Data shown section start

/// A node of a parsed path, with the byte offset it starts at.
#[derive(Debug, Clone, PartialEq, Eq)]
pub(crate) struct Expr {
    pub kind: ExprKind,
    pub offset: usize,
}

#[derive(Debug, Clone, PartialEq, Eq)]
pub(crate) enum ExprKind {
    /// The closure parameter, or the implicit root of a rooted path.
    Root,
    Ident(String),
    Int(i128),
    Str(String),
    Bool(bool),
    Field {
        base: Box<Expr>,
        name: String,
    },
    Index {
        base: Box<Expr>,
        index: Box<Expr>,
    },
    Call {
        base: Box<Expr>,
        name: String,
        args: Vec<Expr>,
    },
    Unary {
        op: UnaryOp,
        operand: Box<Expr>,
    },
    Binary {
        op: BinaryOp,
        lhs: Box<Expr>,
        rhs: Box<Expr>,
    },
    Cast {
        expr: Box<Expr>,
        ty: String,
    },
    TypeTest {
        expr: Box<Expr>,
        ty: String,
    },
}

#[derive(Debug, Clone, Copy, PartialEq, Eq)]
pub(crate) enum UnaryOp {
    Neg,
    Not,
}

#[derive(Debug, Clone, Copy, PartialEq, Eq)]
pub(crate) enum BinaryOp {
    Add,
    Sub,
    Mul,
    Div,
    Rem,
    Eq,
    Ne,
    Lt,
    Le,
    Gt,
    Ge,
    And,
    Or,
}

impl UnaryOp {
    pub(crate) const fn symbol(self) -> &'static str {
        match self {
            Self::Neg => "-",
            Self::Not => "!",
        }
    }
}

impl BinaryOp {
    pub(crate) const fn symbol(self) -> &'static str {
        match self {
            Self::Add => "+",
            Self::Sub => "-",
            Self::Mul => "*",
            Self::Div => "/",
            Self::Rem => "%",
            Self::Eq => "==",
            Self::Ne => "!=",
            Self::Lt => "<",
            Self::Le => "<=",
            Self::Gt => ">",
            Self::Ge => ">=",
            Self::And => "&&",
            Self::Or => "||",
        }
    }
}

impl ExprKind {
    /// Human readable node shape, used in errors.
    pub(crate) const fn shape(&self) -> &'static str {
        match self {
            Self::Root => "the bare parameter",
            Self::Ident(_) => "a captured variable",
            Self::Int(_) => "an integer literal",
            Self::Str(_) => "a string literal",
            Self::Bool(_) => "a boolean literal",
            Self::Field { .. } => "a member access",
            Self::Index { .. } => "an index",
            Self::Call { .. } => "a method call",
            Self::Unary { .. } => "a unary operation",
            Self::Binary { op, .. } => match op {
                BinaryOp::Eq
                | BinaryOp::Ne
                | BinaryOp::Lt
                | BinaryOp::Le
                | BinaryOp::Gt
                | BinaryOp::Ge => "a comparison",
                BinaryOp::And | BinaryOp::Or => "a logical operation",
                _ => "an arithmetic operation",
            },
            Self::Cast { .. } => "a coercion",
            Self::TypeTest { .. } => "a type test",
        }
    }
}

/// Coercions that only unify the result type and are stripped from paths.
pub(crate) fn is_pass_through(ty: &str) -> bool {
    let ty = ty.trim_start_matches('&');
    ty == "_" || ty == "dyn Reflect" || (ty.starts_with("dyn ") && ty.ends_with("::Reflect"))
}

// -----------------------------------------------------------------------------
// Tests

#[cfg(test)]
mod tests {
    use super::is_pass_through;

    #[test]
    fn pass_through_coercions() {
        assert!(is_pass_through("_"));
        assert!(is_pass_through("dyn Reflect"));
        assert!(is_pass_through("&dyn Reflect"));
        assert!(is_pass_through("dyn pathbind_reflect::Reflect"));
        assert!(!is_pass_through("u8"));
        assert!(!is_pass_through("Box<dyn Reflect>"));
    }
}
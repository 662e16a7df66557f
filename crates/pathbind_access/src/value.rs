use core::fmt;
use core::ops::Deref;

use pathbind_reflect::Reflect;
use pathbind_reflect::info::ReflectKind;
use pathbind_reflect::ops::{ReflectOwned, ReflectRef};

/// The result of reading through an accessor.
///
/// Members and items are borrowed from the root; method results are owned.
/// Derefs to the underlying [`Reflect`] value.
pub enum Value<'r> {
    Borrowed(&'r dyn Reflect),
    Owned(Box<dyn Reflect>),
}

impl<'r> Value<'r> {
    #[inline]
    pub fn as_reflect(&self) -> &dyn Reflect {
        match self {
            Self::Borrowed(value) => *value,
            Self::Owned(value) => &**value,
        }
    }

    #[inline]
    pub const fn is_owned(&self) -> bool {
        matches!(self, Self::Owned(_))
    }

    /// Returns the owned box, or the borrow back.
    #[inline]
    pub fn into_owned(self) -> Result<Box<dyn Reflect>, &'r dyn Reflect> {
        match self {
            Self::Borrowed(value) => Err(value),
            Self::Owned(value) => Ok(value),
        }
    }

    /// Unwraps every `Option` layer, or `None` on an absent one.
    pub(crate) fn settle(mut self) -> Option<Self> {
        while self.reflect_kind() == ReflectKind::Nullable {
            self = match self {
                Self::Borrowed(value) => match value.reflect_ref() {
                    ReflectRef::Nullable(nullable) => Self::Borrowed(nullable.get()?),
                    _ => return None,
                },
                Self::Owned(value) => match value.reflect_owned() {
                    ReflectOwned::Nullable(nullable) => Self::Owned(nullable.into_inner()?),
                    _ => return None,
                },
            };
        }
        Some(self)
    }
}

impl Deref for Value<'_> {
    type Target = dyn Reflect;

    #[inline]
    fn deref(&self) -> &Self::Target {
        self.as_reflect()
    }
}

impl fmt::Debug for Value<'_> {
    fn fmt(&self, f: &mut fmt::Formatter<'_>) -> fmt::Result {
        self.as_reflect().fmt(f)
    }
}

// -----------------------------------------------------------------------------
// Tests

#[cfg(test)]
mod tests {
    use pathbind_reflect::Reflect;

    use super::Value;

    #[test]
    fn settle_unwraps_options() {
        let value = Some(Some(3_u8));
        let settled = Value::Borrowed(&value).settle().unwrap();
        assert_eq!(settled.downcast_ref::<u8>(), Some(&3));

        let absent: Option<u8> = None;
        assert!(Value::Borrowed(&absent).settle().is_none());

        let owned = Value::Owned(Box::new(Some(String::from("x"))));
        let settled = owned.settle().unwrap();
        assert!(settled.is_owned());
        assert_eq!(settled.into_owned().unwrap().take::<String>().unwrap(), "x");
    }

    #[test]
    fn plain_values_are_kept() {
        let value = 5_i32;
        let settled = Value::Borrowed(&value as &dyn Reflect).settle().unwrap();
        assert!(!settled.is_owned());
        assert_eq!(format!("{settled:?}"), "5");
    }
}
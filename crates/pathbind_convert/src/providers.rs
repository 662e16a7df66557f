use pathbind_reflect::registry::{TypeMeta, TypeTraitFromStr};

use crate::{ConversionError, Conversions, Converter, NULL_LITERAL};

/// Builds converters for types without an explicit registration.
///
/// Providers are consulted in order; the first one returning `Some` wins and
/// its converter is cached for the type.
///
/// # Examples
///
/// ```
/// use pathbind_convert::{ConversionProvider, Conversions, Converter};
/// use pathbind_reflect::registry::TypeMeta;
///
/// /// Accepts `0x` prefixed hex for `u32`.
/// struct Hex;
///
/// impl ConversionProvider for Hex {
///     fn converter_for(&self, meta: &TypeMeta, _: &Conversions) -> Option<Converter> {
///         meta.ty().is::<u32>().then(|| {
///             Converter::typed(|raw: &str| u32::from_str_radix(raw.trim_start_matches("0x"), 16))
///         })
///     }
/// }
///
/// let mut conversions = Conversions::new();
/// conversions.register_provider(Hex);
///
/// // explicit registrations still take precedence
/// assert_eq!(conversions.convert_to::<u32>("10").unwrap(), 10);
/// ```
pub trait ConversionProvider: Send + Sync + 'static {
    fn converter_for(&self, meta: &TypeMeta, conversions: &Conversions) -> Option<Converter>;
}

/// The built-in chain, consulted after user providers.
pub(crate) static BUILTIN_PROVIDERS: [&dyn ConversionProvider; 4] = [
    &EnumProvider,
    &NullableProvider,
    &SequenceProvider,
    &FromStrProvider,
];

// -----------------------------------------------------------------------------
// EnumProvider

/// Unit enums, matching variant names case-insensitively.
#[derive(Debug, Clone, Copy, Default)]
pub struct EnumProvider;

impl ConversionProvider for EnumProvider {
    fn converter_for(&self, meta: &TypeMeta, _: &Conversions) -> Option<Converter> {
        let info = meta.info().as_enum()?;
        let target = *info.ty();

        Some(Converter::new(target, move |raw| {
            let trimmed = raw.trim();
            info.index_of_ignore_case(trimmed)
                .and_then(|index| info.from_index(index))
                .ok_or_else(|| {
                    ConversionError::malformed(
                        target.path(),
                        raw,
                        format_args!("expected one of {:?}", info.variants()),
                    )
                })
        }))
    }
}

// -----------------------------------------------------------------------------
// NullableProvider

/// `Option<T>` where `T` is convertible.
///
/// [`NULL_LITERAL`] becomes `None`; anything else is converted as `T`.
#[derive(Debug, Clone, Copy, Default)]
pub struct NullableProvider;

impl ConversionProvider for NullableProvider {
    fn converter_for(&self, meta: &TypeMeta, conversions: &Conversions) -> Option<Converter> {
        let info = meta.info().as_nullable()?;
        let inner = conversions.find_converter(info.inner().id())?;

        Some(Converter::new(*info.ty(), move |raw| {
            if raw == NULL_LITERAL {
                return Ok(info.none());
            }
            info.some(inner.convert(raw)?)
                .map_err(|value| ConversionError::TargetMismatch {
                    expected: info.inner().path(),
                    found: value.reflect_type_path(),
                })
        }))
    }
}

// -----------------------------------------------------------------------------
// SequenceProvider

/// `Vec<T>` and `[T; N]` where `T` is convertible.
///
/// The raw string is split on `,` and every element is trimmed. Empty
/// elements are kept, so `""` is a one-element sequence.
#[derive(Debug, Clone, Copy, Default)]
pub struct SequenceProvider;

impl ConversionProvider for SequenceProvider {
    fn converter_for(&self, meta: &TypeMeta, conversions: &Conversions) -> Option<Converter> {
        let info = meta.info().as_list()?;
        let item = conversions.find_converter(info.item().id())?;
        let target = *info.ty();

        Some(Converter::new(target, move |raw| {
            let items = raw
                .split(',')
                .map(str::trim)
                .enumerate()
                .map(|(index, element)| {
                    item.convert(element)
                        .map_err(|err| ConversionError::Element {
                            index,
                            source: Box::new(err),
                        })
                })
                .collect::<Result<Vec<_>, _>>()?;

            if let Some(capacity) = info.capacity()
                && capacity != items.len()
            {
                return Err(ConversionError::malformed(
                    target.path(),
                    raw,
                    format_args!("expected {capacity} elements, found {}", items.len()),
                ));
            }

            info.from_items(items).ok_or_else(|| {
                ConversionError::malformed(target.path(), raw, "elements do not fit the sequence")
            })
        }))
    }
}

// -----------------------------------------------------------------------------
// FromStrProvider

/// Types registered with a [`TypeTraitFromStr`].
#[derive(Debug, Clone, Copy, Default)]
pub struct FromStrProvider;

impl ConversionProvider for FromStrProvider {
    fn converter_for(&self, meta: &TypeMeta, _: &Conversions) -> Option<Converter> {
        let from_str = meta.get_trait::<TypeTraitFromStr>()?.clone();
        let target = *meta.ty();

        Some(Converter::new(target, move |raw| {
            from_str
                .parse(raw)
                .map_err(|message| ConversionError::malformed(target.path(), raw, message))
        }))
    }
}
//! Helpers shared by the `pathbind` proc-macro crates.

extern crate proc_macro;

// -----------------------------------------------------------------------------
// Modules

mod manifest;

// -----------------------------------------------------------------------------
// Exports

pub use manifest::Manifest;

Data shown section end

Copy every line from the records above that contains the word "manifest".

mod manifest;
pub use manifest::Manifest;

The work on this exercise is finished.